Per un lungo pomeriggio fino a sera li si può ammirare nei loro banchi – finalmente larghi – del governo e apprezzarne l’estraneità  dal contesto. Le distanze probabilmente non dureranno, almeno nella forma, ma Monti non prova nemmeno a nasconderle, al contrario parla ai senatori come l’uomo venuto da Marte. È stato faticoso comporre il governo, esordisce, avendo dovuto «soddisfare le richieste delle forze politiche e nel contempo dare risposte efficaci alle gravi sfide che abbiamo davanti». Due cose, evidentemente, in contrapposizione. «Non abbiamo la supponenza dei tecnici», garantisce, ma «vogliamo aiutarvi tutti a superare una fase di dibattito molto, molto acceso». Noi e voi, noi i professionisti chiamati per risolvere il problema e voi i politici che non sapevate farlo, tutti uguali indifferentemente. «Ho l’impressione che se non si fosse trattato di un tentativo difficile a questo punto non sarei qui», dice a un certo punto il presidente del Consiglio, prima di essere inchiodato alla missione da 281 voti di fiducia.
La scena offre un partito democratico a ranghi completi, convinto e simpatetico con il nuovo governo.

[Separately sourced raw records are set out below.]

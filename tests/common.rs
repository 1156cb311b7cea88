//! Common test harness: a scripted transport and a recording listener.
//!
//! The mock pops one pre-programmed outcome per request and records every
//! parameter bag it was handed; once a script runs dry the request pends
//! forever, which is the long-poll analogue of "no new events".

// Not all test files use all helpers; silence dead_code warnings.
#![allow(dead_code)]

use std::collections::VecDeque;
use std::future::Future;
use std::pin::Pin;
use std::sync::Arc;

use parking_lot::Mutex;
use serde_json::Value;

use tachyon::client::listeners::EventListener;
use tachyon::config::ClientConfig;
use tachyon::events::envelope::PublishCursor;
use tachyon::events::{Envelope, MessageEvent, PresenceEvent, SubscribeServiceData};
use tachyon::subscribe::status::SubscribeStatus;
use tachyon::{
    StatusCategory, TachyonClient, Transport, TransportOperation, TransportRequest,
    TransportStatus,
};

// -----------------------------------------------------------------------------
// Scripted transport
// -----------------------------------------------------------------------------

#[derive(Default)]
pub struct MockTransport {
    subscribe_script: Mutex<VecDeque<TransportStatus>>,
    leave_script: Mutex<VecDeque<TransportStatus>>,
    requests: Mutex<Vec<TransportRequest>>,
}

impl MockTransport {
    pub fn new() -> Arc<Self> {
        Arc::new(Self::default())
    }

    pub fn push_subscribe(&self, status: TransportStatus) {
        self.subscribe_script.lock().push_back(status);
    }

    pub fn push_leave(&self, status: TransportStatus) {
        self.leave_script.lock().push_back(status);
    }

    pub fn requests(&self) -> Vec<TransportRequest> {
        self.requests.lock().clone()
    }

    pub fn subscribe_requests(&self) -> Vec<TransportRequest> {
        self.requests()
            .into_iter()
            .filter(|request| request.operation == TransportOperation::Subscribe)
            .collect()
    }

    pub fn leave_requests(&self) -> Vec<TransportRequest> {
        self.requests()
            .into_iter()
            .filter(|request| request.operation == TransportOperation::Unsubscribe)
            .collect()
    }

    /// Timetoken carried by each issued subscribe request, in order.
    pub fn subscribe_timetokens(&self) -> Vec<String> {
        self.subscribe_requests()
            .iter()
            .filter_map(|request| request.query_value("tt").map(str::to_string))
            .collect()
    }
}

impl Transport for MockTransport {
    fn send(
        &self,
        request: TransportRequest,
    ) -> Pin<Box<dyn Future<Output = TransportStatus> + Send + '_>> {
        Box::pin(async move {
            self.requests.lock().push(request.clone());
            let next = match request.operation {
                TransportOperation::Subscribe => self.subscribe_script.lock().pop_front(),
                TransportOperation::Unsubscribe => self.leave_script.lock().pop_front(),
            };
            match next {
                Some(status) => status,
                None => std::future::pending().await,
            }
        })
    }
}

// -----------------------------------------------------------------------------
// Script entries
// -----------------------------------------------------------------------------

pub fn ok(timetoken: u64, region: i32, events: Vec<Envelope>) -> TransportStatus {
    TransportStatus::success(
        TransportOperation::Subscribe,
        "mock://subscribe".to_string(),
        Some(SubscribeServiceData {
            timetoken,
            region,
            events,
        }),
    )
}

pub fn fail(category: StatusCategory) -> TransportStatus {
    TransportStatus::failure(
        TransportOperation::Subscribe,
        category,
        "mock://subscribe".to_string(),
    )
}

pub fn leave_ok() -> TransportStatus {
    TransportStatus::success(TransportOperation::Unsubscribe, "mock://leave".to_string(), None)
}

pub fn leave_fail(category: StatusCategory) -> TransportStatus {
    TransportStatus::failure(
        TransportOperation::Unsubscribe,
        category,
        "mock://leave".to_string(),
    )
}

pub fn msg(timetoken: u64, channel: &str, payload: Value) -> Envelope {
    Envelope {
        channel: channel.to_string(),
        subscription: None,
        publisher: Some("publisher-1".to_string()),
        payload,
        message_type: None,
        publish_cursor: PublishCursor {
            timetoken: timetoken.to_string(),
            region: 1,
        },
        user_metadata: None,
        decrypt_error: false,
    }
}

// -----------------------------------------------------------------------------
// Recording listener
// -----------------------------------------------------------------------------

#[derive(Debug, Clone, PartialEq)]
pub enum Recorded {
    Status(StatusCategory),
    Message { channel: String, payload: Value },
    Presence { channel: String, action: String },
}

#[derive(Default)]
pub struct RecordingListener {
    records: Mutex<Vec<Recorded>>,
}

impl RecordingListener {
    pub fn all(&self) -> Vec<Recorded> {
        self.records.lock().clone()
    }

    pub fn categories(&self) -> Vec<StatusCategory> {
        self.all()
            .into_iter()
            .filter_map(|record| match record {
                Recorded::Status(category) => Some(category),
                _ => None,
            })
            .collect()
    }

    pub fn message_payloads(&self) -> Vec<Value> {
        self.all()
            .into_iter()
            .filter_map(|record| match record {
                Recorded::Message { payload, .. } => Some(payload),
                _ => None,
            })
            .collect()
    }
}

impl EventListener for RecordingListener {
    fn on_status(&self, status: &SubscribeStatus) {
        self.records.lock().push(Recorded::Status(status.category));
    }

    fn on_message(&self, message: &MessageEvent) {
        self.records.lock().push(Recorded::Message {
            channel: message.channel.clone(),
            payload: message.payload.clone(),
        });
    }

    fn on_presence(&self, event: &PresenceEvent) {
        self.records.lock().push(Recorded::Presence {
            channel: event.channel.clone(),
            action: event.action.clone(),
        });
    }
}

// -----------------------------------------------------------------------------
// Harness
// -----------------------------------------------------------------------------

pub struct Harness {
    pub client: TachyonClient,
    pub transport: Arc<MockTransport>,
    pub listener: Arc<RecordingListener>,
}

pub fn config() -> ClientConfig {
    ClientConfig::new("sub-key", "client-1")
}

pub fn harness(config: ClientConfig) -> Harness {
    let transport = MockTransport::new();
    let client =
        TachyonClient::new(config, transport.clone() as Arc<dyn Transport>).expect("build client");
    let listener = Arc::new(RecordingListener::default());
    client.add_listener(listener.clone());
    Harness {
        client,
        transport,
        listener,
    }
}

/// Let spawned completion tasks drain without advancing time.
pub async fn settle() {
    for _ in 0..50 {
        tokio::task::yield_now().await;
    }
}

/// Poll a condition while yielding; panics when it never holds.
pub async fn wait_until<F: Fn() -> bool>(what: &str, cond: F) {
    for _ in 0..500 {
        if cond() {
            return;
        }
        tokio::task::yield_now().await;
    }
    panic!("timed out waiting for {what}");
}
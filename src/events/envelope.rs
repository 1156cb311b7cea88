//! Wire envelope for the batched subscribe reply.
//!
//! The broker delivers `{"t":{"t":"<timetoken>","r":<region>},"m":[...]}`
//! where each entry of `m` wraps one event with short field tags:
//! `c` channel, `b` subscription match, `i` publisher, `d` payload,
//! `e` message-type tag, `p` publish cursor, `u` user metadata.

use serde::{Deserialize, Serialize};
use serde_json::Value;
use thiserror::Error;

use super::{
    Event, FileEvent, MessageActionEvent, MessageEvent, ObjectEvent, PresenceEvent,
};

/// Suffix that marks a channel name as a presence feed.
pub const PRESENCE_CHANNEL_SUFFIX: &str = "-pnpres";

/// Message-type tags carried in the envelope `e` field.
const TYPE_SIGNAL: u8 = 1;
const TYPE_OBJECT: u8 = 2;
const TYPE_MESSAGE_ACTION: u8 = 3;
const TYPE_FILE: u8 = 4;

#[derive(Debug, Error)]
pub enum EnvelopeError {
    #[error("subscribe reply is not valid JSON: {0}")]
    Json(#[from] serde_json::Error),
    #[error("subscribe reply cursor is malformed")]
    Cursor,
}

/// Publish cursor attached to each envelope.
#[derive(Debug, Clone, Deserialize, Serialize)]
pub struct PublishCursor {
    #[serde(rename = "t", default)]
    pub timetoken: String,
    #[serde(rename = "r", default = "region_sentinel")]
    pub region: i32,
}

impl Default for PublishCursor {
    fn default() -> Self {
        Self {
            timetoken: String::new(),
            region: region_sentinel(),
        }
    }
}

fn region_sentinel() -> i32 {
    -1
}

/// One event wrapper from the `m` array of a subscribe reply.
#[derive(Debug, Clone, Deserialize, Serialize)]
pub struct Envelope {
    #[serde(rename = "c", default)]
    pub channel: String,
    #[serde(rename = "b", default)]
    pub subscription: Option<String>,
    #[serde(rename = "i", default)]
    pub publisher: Option<String>,
    #[serde(rename = "d", default)]
    pub payload: Value,
    #[serde(rename = "e", default)]
    pub message_type: Option<u8>,
    #[serde(rename = "p", default)]
    pub publish_cursor: PublishCursor,
    #[serde(rename = "u", default)]
    pub user_metadata: Option<Value>,
    /// Set by the crypto layer when payload decryption failed; never on the
    /// wire.
    #[serde(skip)]
    pub decrypt_error: bool,
}

impl Envelope {
    /// Envelope timetoken under unsigned semantics; 0 when absent.
    pub fn timetoken(&self) -> u64 {
        self.publish_cursor.timetoken.parse().unwrap_or(0)
    }

    pub fn is_presence(&self) -> bool {
        self.channel.ends_with(PRESENCE_CHANNEL_SUFFIX)
            || self
                .subscription
                .as_deref()
                .is_some_and(|s| s.ends_with(PRESENCE_CHANNEL_SUFFIX))
    }

    /// True for the plain-message type tag: the only kind the de-dup cache
    /// tracks.
    pub fn is_regular_message(&self) -> bool {
        !self.is_presence() && self.message_type.unwrap_or(0) == 0
    }
}

/// Typed view of a subscribe reply body.
#[derive(Debug, Clone, Default)]
pub struct SubscribeServiceData {
    pub timetoken: u64,
    pub region: i32,
    pub events: Vec<Envelope>,
}

#[derive(Debug, Deserialize)]
struct WireCursor {
    #[serde(rename = "t")]
    timetoken: String,
    #[serde(rename = "r", default = "region_sentinel")]
    region: i32,
}

#[derive(Debug, Deserialize)]
struct WireBody {
    #[serde(rename = "t")]
    cursor: WireCursor,
    #[serde(rename = "m", default)]
    events: Vec<Envelope>,
}

/// Parse a raw subscribe reply body into typed service data.
pub fn parse_subscribe_body(raw: &[u8]) -> Result<SubscribeServiceData, EnvelopeError> {
    let body: WireBody = serde_json::from_slice(raw)?;
    let timetoken = body
        .cursor
        .timetoken
        .parse()
        .map_err(|_| EnvelopeError::Cursor)?;
    Ok(SubscribeServiceData {
        timetoken,
        region: body.cursor.region,
        events: body.events,
    })
}

#[derive(Debug, Deserialize)]
struct PresencePayload {
    #[serde(default)]
    action: String,
    #[serde(default)]
    uuid: Option<String>,
    #[serde(default)]
    occupancy: Option<u64>,
    #[serde(default)]
    data: Option<Value>,
}

/// Classify one envelope into its typed event.
///
/// Returns `None` for a presence envelope whose payload does not parse; the
/// stream keeps flowing and the envelope is dropped with a warning at the
/// fan-out layer.
pub fn classify(envelope: &Envelope) -> Option<Event> {
    let timetoken = envelope.timetoken();
    if envelope.is_presence() {
        let payload: PresencePayload =
            serde_json::from_value(envelope.payload.clone()).ok()?;
        let channel = envelope
            .channel
            .trim_end_matches(PRESENCE_CHANNEL_SUFFIX)
            .to_string();
        return Some(Event::Presence(PresenceEvent {
            channel,
            subscription: envelope.subscription.clone(),
            timetoken,
            action: payload.action,
            uuid: payload.uuid,
            occupancy: payload.occupancy,
            state: payload.data,
        }));
    }

    let event = match envelope.message_type.unwrap_or(0) {
        TYPE_SIGNAL => Event::Signal(message_event(envelope, timetoken)),
        TYPE_OBJECT => Event::Object(ObjectEvent {
            channel: envelope.channel.clone(),
            subscription: envelope.subscription.clone(),
            timetoken,
            event: envelope.payload.clone(),
        }),
        TYPE_MESSAGE_ACTION => Event::MessageAction(MessageActionEvent {
            channel: envelope.channel.clone(),
            subscription: envelope.subscription.clone(),
            timetoken,
            publisher: envelope.publisher.clone(),
            action: envelope.payload.clone(),
        }),
        TYPE_FILE => Event::File(FileEvent {
            channel: envelope.channel.clone(),
            subscription: envelope.subscription.clone(),
            timetoken,
            publisher: envelope.publisher.clone(),
            payload: envelope.payload.clone(),
        }),
        _ => Event::Message(message_event(envelope, timetoken)),
    };
    Some(event)
}

fn message_event(envelope: &Envelope, timetoken: u64) -> MessageEvent {
    MessageEvent {
        channel: envelope.channel.clone(),
        subscription: envelope.subscription.clone(),
        timetoken,
        publisher: envelope.publisher.clone(),
        payload: envelope.payload.clone(),
        user_metadata: envelope.user_metadata.clone(),
    }
}

#[cfg(test)]
mod tests {
    use super::*;
    use serde_json::json;

    #[test]
    fn test_parse_subscribe_body() {
        let raw = br#"{"t":{"t":"15617","r":2},"m":[{"c":"news","i":"pub-1","d":{"text":"hi"},"p":{"t":"15617","r":2}}]}"#;
        let data = parse_subscribe_body(raw).expect("parse body");
        assert_eq!(data.timetoken, 15_617);
        assert_eq!(data.region, 2);
        assert_eq!(data.events.len(), 1);
        assert_eq!(data.events[0].channel, "news");
        assert_eq!(data.events[0].timetoken(), 15_617);
    }

    #[test]
    fn test_parse_rejects_garbage() {
        assert!(parse_subscribe_body(b"not json").is_err());
        assert!(parse_subscribe_body(br#"{"t":{"t":"abc"},"m":[]}"#).is_err());
    }

    #[test]
    fn test_classify_by_type_tag() {
        let mut envelope = Envelope {
            channel: "news".into(),
            subscription: None,
            publisher: Some("pub-1".into()),
            payload: json!({"text": "hi"}),
            message_type: None,
            publish_cursor: PublishCursor {
                timetoken: "42".into(),
                region: 1,
            },
            user_metadata: None,
            decrypt_error: false,
        };
        assert!(matches!(classify(&envelope), Some(Event::Message(_))));

        envelope.message_type = Some(1);
        assert!(matches!(classify(&envelope), Some(Event::Signal(_))));
        envelope.message_type = Some(2);
        assert!(matches!(classify(&envelope), Some(Event::Object(_))));
        envelope.message_type = Some(3);
        assert!(matches!(classify(&envelope), Some(Event::MessageAction(_))));
        envelope.message_type = Some(4);
        assert!(matches!(classify(&envelope), Some(Event::File(_))));
    }

    #[test]
    fn test_classify_presence_strips_suffix() {
        let envelope = Envelope {
            channel: "news-pnpres".into(),
            subscription: None,
            publisher: None,
            payload: json!({"action": "join", "uuid": "u-1", "occupancy": 3}),
            message_type: None,
            publish_cursor: PublishCursor {
                timetoken: "42".into(),
                region: 1,
            },
            user_metadata: None,
            decrypt_error: false,
        };
        match classify(&envelope) {
            Some(Event::Presence(presence)) => {
                assert_eq!(presence.channel, "news");
                assert_eq!(presence.action, "join");
                assert_eq!(presence.occupancy, Some(3));
            }
            other => panic!("expected presence event, got {other:?}"),
        }
    }
}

Stesso atteggiamento anzi di più da parte del terzo polo di Fini e Casini e, qui in senato, di Rutelli. I dipietristi sono all’opposizione con il cuore ma ben dentro la maggioranza con la ragione e i voti. Tutto al contrario dall’altra parte, nei banchi distratti del centrodestra: mai fiducia fu più glaciale. Reduci dalla riunione del gruppo e con gli squilli di guerra di Berlusconi ancora nelle orecchie, i senatori si allineano scalciando come muli. Gasparri non trova di meglio che prendersela con la casta dei professori e dei banchieri. Il Pdl è nella nuova maggioranza di unità  nazionale ma bastona governo e alleati, carezza gli ex soci della Lega. Quagliariello tira fuori dai suoi dossier una vecchia dichiarazione di Monti contro i governi tecnici. Ancora Gasparri avverte che il suo partito può «accendere e spegnere la luce del governo». Li mandiamo a casa quando vogliamo, ha detto Berlusconi, anzi «in relazione alla nostra campagna elettorale e a quello che diranno i sondaggi». Insomma, come Emma Bonino ricorda al vecchio amico Monti, «il partito delle elezioni a breve è vivo e vegeto e aspetta soltanto l’occasione».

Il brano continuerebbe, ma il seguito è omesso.